As do I. Were there any "anarchists" who were not "irrational collectivists" back then? Keeping in mind, what those people identified themselves as 




> As far as non-aggression, you could learn to temper your words with a little more tenderness.  Maybe you could reach more with whatever message you are trying to spread.


And others could learn to be intellectual honest... maybe then they'd get somewhere, you know - admit they haven't read jack$#@! about anarcho-capitalism, and then decide they will.

Free pdf's for crying out loud.

----------


## UnReconstructed

You are a collectivist and your anger is childish.  I have no argument to make.  You are the one arguing.  Allow me to be a little collective myself and draw the conclusion, that you must be female.  You seem always in an effort to prove something... always debating with someone.

----------


## Conza88

> You are a collectivist


No argument, because you ain't got one. You're wrong.




> I have no argument to make.


Understandable. So you're working with faith... :eeK:




> You are the one arguing.  Allow me to be a little collective myself and draw the conclusion, that you must be female.  You seem always in an effort to prove something... always debating with someone.


See sig. Defend Liberty, truth and justice. And no, you failed in your "collective".

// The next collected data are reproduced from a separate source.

//! Device and device-parameter rows.

use chrono::{DateTime, Utc};
use serde::{Deserialize, Serialize};
use uuid::Uuid;

/// Live reachability state of a device, per `spec.md` §3.
#[derive(Debug, Clone, Copy, PartialEq, Eq, Serialize, Deserialize)]
#[serde(rename_all = "snake_case")]
pub enum DeviceStatus {
    Online,
    Offline,
    Unknown,
}

impl Default for DeviceStatus {
    fn default() -> Self {
        DeviceStatus::Unknown
    }
}

impl DeviceStatus {
    pub fn as_str(self) -> &'static str {
        match self {
            DeviceStatus::Online => "online",
            DeviceStatus::Offline => "offline",
            DeviceStatus::Unknown => "unknown",
        }
    }

    pub fn parse(s: &str) -> Option<Self> {
        match s {
            "online" => Some(DeviceStatus::Online),
            "offline" => Some(DeviceStatus::Offline),
            "unknown" => Some(DeviceStatus::Unknown),
            _ => None,
        }
    }
}

/// A CPE known to the ACS, keyed by its (post-decode) serial number.
///
/// `serial_number` is immutable after creation (invariant i in `spec.md` §3).
#[derive(Debug, Clone, Serialize, Deserialize)]
pub struct Device {
    pub id: Uuid,
    pub serial_number: String,

    // Vendor identity
    pub manufacturer: String,
    pub oui: Option<String>,
    pub product_class: Option<String>,
    pub model_name: Option<String>,
    pub hardware_version: Option<String>,
    pub software_version: Option<String>,
    pub description: Option<String>,

    // Live state
    pub status: DeviceStatus,
    pub last_inform: Option<DateTime<Utc>>,
    pub last_contact: Option<DateTime<Utc>>,
    pub uptime_seconds: Option<i64>,
    pub remote_address: Option<String>,
    pub mac_address: Option<String>,

    // Optical telemetry
    pub rx_power_dbm: Option<f64>,
    pub tx_power_dbm: Option<f64>,
    pub temperature_c: Option<f64>,
    pub voltage: Option<f64>,
    pub bias_current_ma: Option<f64>,

    // WAN projection
    pub external_ip: Option<String>,
    pub connection_type: Option<String>,
    pub pppoe_username: Option<String>,
    pub pppoe_ip: Option<String>,
    pub connection_request_url: Option<String>,

    pub client_count: i32,

    /// Free-form display handle; by convention the PPPoE username when known.
    pub template: Option<String>,

    pub latitude: Option<f64>,
    pub longitude: Option<f64>,
    pub customer_id: Option<Uuid>,

    pub created_at: DateTime<Utc>,
    pub updated_at: DateTime<Utc>,
}

impl Device {
    /// A fresh, not-yet-provisioned device record for a serial seen for the first time.
    pub fn new(serial_number: String, manufacturer: String, remote_address: Option<String>) -> Self {
        let now = Utc::now();
        Self {
            id: Uuid::new_v4(),
            serial_number,
            manufacturer,
            oui: None,
            product_class: None,
            model_name: None,
            hardware_version: None,
            software_version: None,
            description: None,
            status: DeviceStatus::Unknown,
            last_inform: None,
            last_contact: None,
            uptime_seconds: None,
            remote_address,
            mac_address: None,
            rx_power_dbm: None,
            tx_power_dbm: None,
            temperature_c: None,
            voltage: None,
            bias_current_ma: None,
            external_ip: None,
            connection_type: None,
            pppoe_username: None,
            pppoe_ip: None,
            connection_request_url: None,
            client_count: 0,
            template: None,
            latitude: None,
            longitude: None,
            customer_id: None,
            created_at: now,
            updated_at: now,
        }
    }
}

/// One raw vendor-specific parameter last reported for a device.
///
/// Unique on (device_id, path). `updated_at` is the timestamp of the message
/// that last carried this path (invariant iii in `spec.md` §3).
#[derive(Debug, Clone, Serialize, Deserialize)]
pub struct DeviceParameter {
    pub device_id: Uuid,
    pub path: String,
    pub value: String,
    pub param_type: String,
    pub writable: bool,
    pub updated_at: DateTime<Utc>,
}

/// One entry in a device's append-only status-change log.
#[derive(Debug, Clone, Serialize, Deserialize)]
pub struct DeviceStatusLogEntry {
    pub device_id: Uuid,
    pub status: DeviceStatus,
    pub changed_at: DateTime<Utc>,
}

/// Filters accepted by `Store::list_devices`.
#[derive(Debug, Clone, Default)]
pub struct DeviceListFilter {
    pub status: Option<DeviceStatus>,
    pub search: Option<String>,
    pub offset: i64,
    pub limit: i64,
}
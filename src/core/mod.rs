//! The ACS runtime: session tracking, Inform ingestion/provisioning, and the
//! HTTP dispatcher that ties them to CWMP (`spec.md` §4–§5).

pub mod acs;
pub mod dispatcher;
pub mod session_manager;

pub use acs::{Acs, AcsEvent};
pub use dispatcher::build_router;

Thanks for completely ignoring and not addressing any of my points.

----------


## heavenlyboy34

> *You are a collectivist* and your anger is childish.  I have no argument to make.  You are the one arguing.  Allow me to be a little collective myself and draw the conclusion, that you must be female.  You seem always in an effort to prove something... always debating with someone.


huh?   In my experience, Conza is one of the _least_ collectivist RPFers (and his anger in this thread seems quite justified).

----------


## UnReconstructed

> Thanks for completely ignoring and not addressing any of my points.


you know it cuz

----------